> [Task details]: The entries are given below. Output each one unchanged.

> [Material for this task]:
# # # # # # #

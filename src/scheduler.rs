//! Wall-clock schedule engine.
//!
//! Holds an immutable list of time-of-day rules.  The scheduler notifies a
//! [`SchedulerDelegate`] when a rule fires; the main loop implements the
//! delegate to push the command into the event queue, so scheduled
//! commands take exactly the same path as remote ones.
//!
//! ```text
//! ┌───────────────┐   tick(utc)   ┌─────────────┐  on_schedule_fired  ┌─────────────┐
//! │ SNTP wall     │──────────────▶│  Scheduler  │────────────────────▶│ Event Queue │
//! │ clock         │               │ (fixed tz)  │                     │ → Router    │
//! └───────────────┘               └─────────────┘                     └─────────────┘
//! ```
//!
//! Rules are evaluated in a configured timezone, never the host default, so
//! behaviour does not depend on where the firmware was built or deployed.

use chrono::{DateTime, Datelike, NaiveDate, Timelike, Utc, Weekday};
use chrono_tz::Tz;
use log::{debug, info};
use serde::{Deserialize, Serialize};

use crate::app::commands::{CommandEvent, Payload};
use crate::app::ports::{ConfigError, SchedulerDelegate};
use crate::config::ScheduleConfig;

/// Before SNTP sync the RTC counts from the epoch; anything earlier than
/// this is treated as "no wall clock".
pub const MIN_VALID_YEAR: i32 = 2020;

// ═══════════════════════════════════════════════════════════════
//  Schedule types
// ═══════════════════════════════════════════════════════════════

/// Day classes an entry applies to.
#[derive(Debug, Clone, Copy, Default, PartialEq, Eq, Serialize, Deserialize)]
#[serde(rename_all = "snake_case")]
pub enum WeekdayFilter {
    /// Monday to Friday.
    WeekdaysOnly,
    /// Saturday and Sunday.
    WeekendOnly,
    #[default]
    Every,
}

impl WeekdayFilter {
    pub fn matches(self, day: Weekday) -> bool {
        let weekend = matches!(day, Weekday::Sat | Weekday::Sun);
        match self {
            Self::WeekdaysOnly => !weekend,
            Self::WeekendOnly => weekend,
            Self::Every => true,
        }
    }
}

/// A single immutable schedule rule.
#[derive(Debug, Clone, PartialEq)]
pub struct ScheduleEntry {
    /// Human-readable label (e.g. "morning wake").
    pub label: String,
    pub hour: u8,
    pub minute: u8,
    pub days: WeekdayFilter,
    pub action: CommandEvent,
}

impl ScheduleEntry {
    /// Build an entry from its configuration record.
    pub fn from_config(cfg: &ScheduleConfig) -> Result<Self, ConfigError> {
        if cfg.hour > 23 {
            return Err(ConfigError::ValidationFailed("schedule hour must be 0-23"));
        }
        if cfg.minute > 59 {
            return Err(ConfigError::ValidationFailed("schedule minute must be 0-59"));
        }
        Ok(Self {
            label: cfg.label.clone(),
            hour: cfg.hour,
            minute: cfg.minute,
            days: cfg.days,
            action: CommandEvent {
                name: cfg.command.clone(),
                payload: Payload::Json(cfg.payload.clone()),
            },
        })
    }

    fn is_due(&self, local: &DateTime<Tz>) -> bool {
        local.hour() == u32::from(self.hour)
            && local.minute() == u32::from(self.minute)
            && self.days.matches(local.weekday())
    }
}

// ═══════════════════════════════════════════════════════════════
//  Scheduler engine
// ═══════════════════════════════════════════════════════════════

/// The scheduler engine.
///
/// Decoupled from the event system: when an entry fires it invokes the
/// [`SchedulerDelegate`] callback rather than pushing events itself.
pub struct Scheduler {
    entries: Vec<ScheduleEntry>,
    /// Local date each entry last fired on (parallel to `entries`).
    last_fired: Vec<Option<NaiveDate>>,
    timezone: Tz,
}

impl Scheduler {
    pub fn new(entries: Vec<ScheduleEntry>, timezone: Tz) -> Self {
        for (i, e) in entries.iter().enumerate() {
            info!(
                "Scheduler: slot {} '{}' at {:02}:{:02} ({:?}) -> {} {}",
                i, e.label, e.hour, e.minute, e.days, e.action.name, e.action.payload
            );
        }
        let last_fired = vec![None; entries.len()];
        Self {
            entries,
            last_fired,
            timezone,
        }
    }

    /// Build from the configuration records and IANA timezone name.
    pub fn from_config(configs: &[ScheduleConfig], timezone: &str) -> Result<Self, ConfigError> {
        let tz: Tz = timezone
            .parse()
            .map_err(|_| ConfigError::ValidationFailed("timezone is not a known IANA name"))?;
        let entries = configs
            .iter()
            .map(ScheduleEntry::from_config)
            .collect::<Result<Vec<_>, _>>()?;
        Ok(Self::new(entries, tz))
    }

    pub fn entries(&self) -> &[ScheduleEntry] {
        &self.entries
    }

    pub fn timezone(&self) -> Tz {
        self.timezone
    }

    /// Evaluate every entry against `now`.  Call at least once per minute.
    ///
    /// An entry fires at most once per local calendar day, on the first
    /// tick that falls inside its hour:minute.
    pub fn tick(&mut self, now: DateTime<Utc>, delegate: &mut dyn SchedulerDelegate) {
        if now.year() < MIN_VALID_YEAR {
            debug!("Scheduler: wall clock not synchronised yet");
            return;
        }
        let local = now.with_timezone(&self.timezone);
        let today = local.date_naive();

        for (entry, last) in self.entries.iter().zip(self.last_fired.iter_mut()) {
            if *last == Some(today) || !entry.is_due(&local) {
                continue;
            }
            info!(
                "Scheduler: '{}' fired at {} ({})",
                entry.label,
                local.format("%a %H:%M"),
                self.timezone
            );
            *last = Some(today);
            delegate.on_schedule_fired(&entry.label, &entry.action);
        }
        debug!("Scheduler: evaluated {} entries", self.entries.len());
    }

    pub fn len(&self) -> usize {
        self.entries.len()
    }

    pub fn is_empty(&self) -> bool {
        self.entries.is_empty()
    }
}

// ═══════════════════════════════════════════════════════════════
//  Tests
// ═══════════════════════════════════════════════════════════════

# # # # # # #

> [Result]:
filename src/scheduler.rs
//! Wall-clock schedule engine.
//!
//! Holds an immutable list of time-of-day rules.  The scheduler notifies a
//! [`SchedulerDelegate`] when a rule fires; the main loop implements the
//! delegate to push the command into the event queue, so scheduled
//! commands take exactly the same path as remote ones.
//!
//! ```text
//! ┌───────────────┐   tick(utc)   ┌─────────────┐  on_schedule_fired  ┌─────────────┐
//! │ SNTP wall     │──────────────▶│  Scheduler  │────────────────────▶│ Event Queue │
//! │ clock         │               │ (fixed tz)  │                     │ → Router    │
//! └───────────────┘               └─────────────┘                     └─────────────┘
//! ```
//!
//! Rules are evaluated in a configured timezone, never the host default, so
//! behaviour does not depend on where the firmware was built or deployed.

use chrono::{DateTime, Datelike, NaiveDate, Timelike, Utc, Weekday};
use chrono_tz::Tz;
use log::{debug, info};
use serde::{Deserialize, Serialize};

use crate::app::commands::{CommandEvent, Payload};
use crate::app::ports::{ConfigError, SchedulerDelegate};
use crate::config::ScheduleConfig;

/// Before SNTP sync the RTC counts from the epoch; anything earlier than
/// this is treated as "no wall clock".
pub const MIN_VALID_YEAR: i32 = 2020;

// ═══════════════════════════════════════════════════════════════
//  Schedule types
// ═══════════════════════════════════════════════════════════════

/// Day classes an entry applies to.
#[derive(Debug, Clone, Copy, Default, PartialEq, Eq, Serialize, Deserialize)]
#[serde(rename_all = "snake_case")]
pub enum WeekdayFilter {
    /// Monday to Friday.
    WeekdaysOnly,
    /// Saturday and Sunday.
    WeekendOnly,
    #[default]
    Every,
}

impl WeekdayFilter {
    pub fn matches(self, day: Weekday) -> bool {
        let weekend = matches!(day, Weekday::Sat | Weekday::Sun);
        match self {
            Self::WeekdaysOnly => !weekend,
            Self::WeekendOnly => weekend,
            Self::Every => true,
        }
    }
}

/// A single immutable schedule rule.
#[derive(Debug, Clone, PartialEq)]
pub struct ScheduleEntry {
    /// Human-readable label (e.g. "morning wake").
    pub label: String,
    pub hour: u8,
    pub minute: u8,
    pub days: WeekdayFilter,
    pub action: CommandEvent,
}

impl ScheduleEntry {
    /// Build an entry from its configuration record.
    pub fn from_config(cfg: &ScheduleConfig) -> Result<Self, ConfigError> {
        if cfg.hour > 23 {
            return Err(ConfigError::ValidationFailed("schedule hour must be 0-23"));
        }
        if cfg.minute > 59 {
            return Err(ConfigError::ValidationFailed("schedule minute must be 0-59"));
        }
        Ok(Self {
            label: cfg.label.clone(),
            hour: cfg.hour,
            minute: cfg.minute,
            days: cfg.days,
            action: CommandEvent {
                name: cfg.command.clone(),
                payload: Payload::Json(cfg.payload.clone()),
            },
        })
    }

    fn is_due(&self, local: &DateTime<Tz>) -> bool {
        local.hour() == u32::from(self.hour)
            && local.minute() == u32::from(self.minute)
            && self.days.matches(local.weekday())
    }
}

// ═══════════════════════════════════════════════════════════════
//  Scheduler engine
// ═══════════════════════════════════════════════════════════════

/// The scheduler engine.
///
/// Decoupled from the event system: when an entry fires it invokes the
/// [`SchedulerDelegate`] callback rather than pushing events itself.
pub struct Scheduler {
    entries: Vec<ScheduleEntry>,
    /// Local date each entry last fired on (parallel to `entries`).
    last_fired: Vec<Option<NaiveDate>>,
    timezone: Tz,
}

impl Scheduler {
    pub fn new(entries: Vec<ScheduleEntry>, timezone: Tz) -> Self {
        for (i, e) in entries.iter().enumerate() {
            info!(
                "Scheduler: slot {} '{}' at {:02}:{:02} ({:?}) -> {} {}",
                i, e.label, e.hour, e.minute, e.days, e.action.name, e.action.payload
            );
        }
        let last_fired = vec![None; entries.len()];
        Self {
            entries,
            last_fired,
            timezone,
        }
    }

    /// Build from the configuration records and IANA timezone name.
    pub fn from_config(configs: &[ScheduleConfig], timezone: &str) -> Result<Self, ConfigError> {
        let tz: Tz = timezone
            .parse()
            .map_err(|_| ConfigError::ValidationFailed("timezone is not a known IANA name"))?;
        let entries = configs
            .iter()
            .map(ScheduleEntry::from_config)
            .collect::<Result<Vec<_>, _>>()?;
        Ok(Self::new(entries, tz))
    }

    pub fn entries(&self) -> &[ScheduleEntry] {
        &self.entries
    }

    pub fn timezone(&self) -> Tz {
        self.timezone
    }

    /// Evaluate every entry against `now`.  Call at least once per minute.
    ///
    /// An entry fires at most once per local calendar day, on the first
    /// tick that falls inside its hour:minute.
    pub fn tick(&mut self, now: DateTime<Utc>, delegate: &mut dyn SchedulerDelegate) {
        if now.year() < MIN_VALID_YEAR {
            debug!("Scheduler: wall clock not synchronised yet");
            return;
        }
        let local = now.with_timezone(&self.timezone);
        let today = local.date_naive();

        for (entry, last) in self.entries.iter().zip(self.last_fired.iter_mut()) {
            if *last == Some(today) || !entry.is_due(&local) {
                continue;
            }
            info!(
                "Scheduler: '{}' fired at {} ({})",
                entry.label,
                local.format("%a %H:%M"),
                self.timezone
            );
            *last = Some(today);
            delegate.on_schedule_fired(&entry.label, &entry.action);
        }
        debug!("Scheduler: evaluated {} entries", self.entries.len());
    }

    pub fn len(&self) -> usize {
        self.entries.len()
    }

    pub fn is_empty(&self) -> bool {
        self.entries.is_empty()
    }
}

// ═══════════════════════════════════════════════════════════════
//  Tests
// ═══════════════════════════════════════════════════════════════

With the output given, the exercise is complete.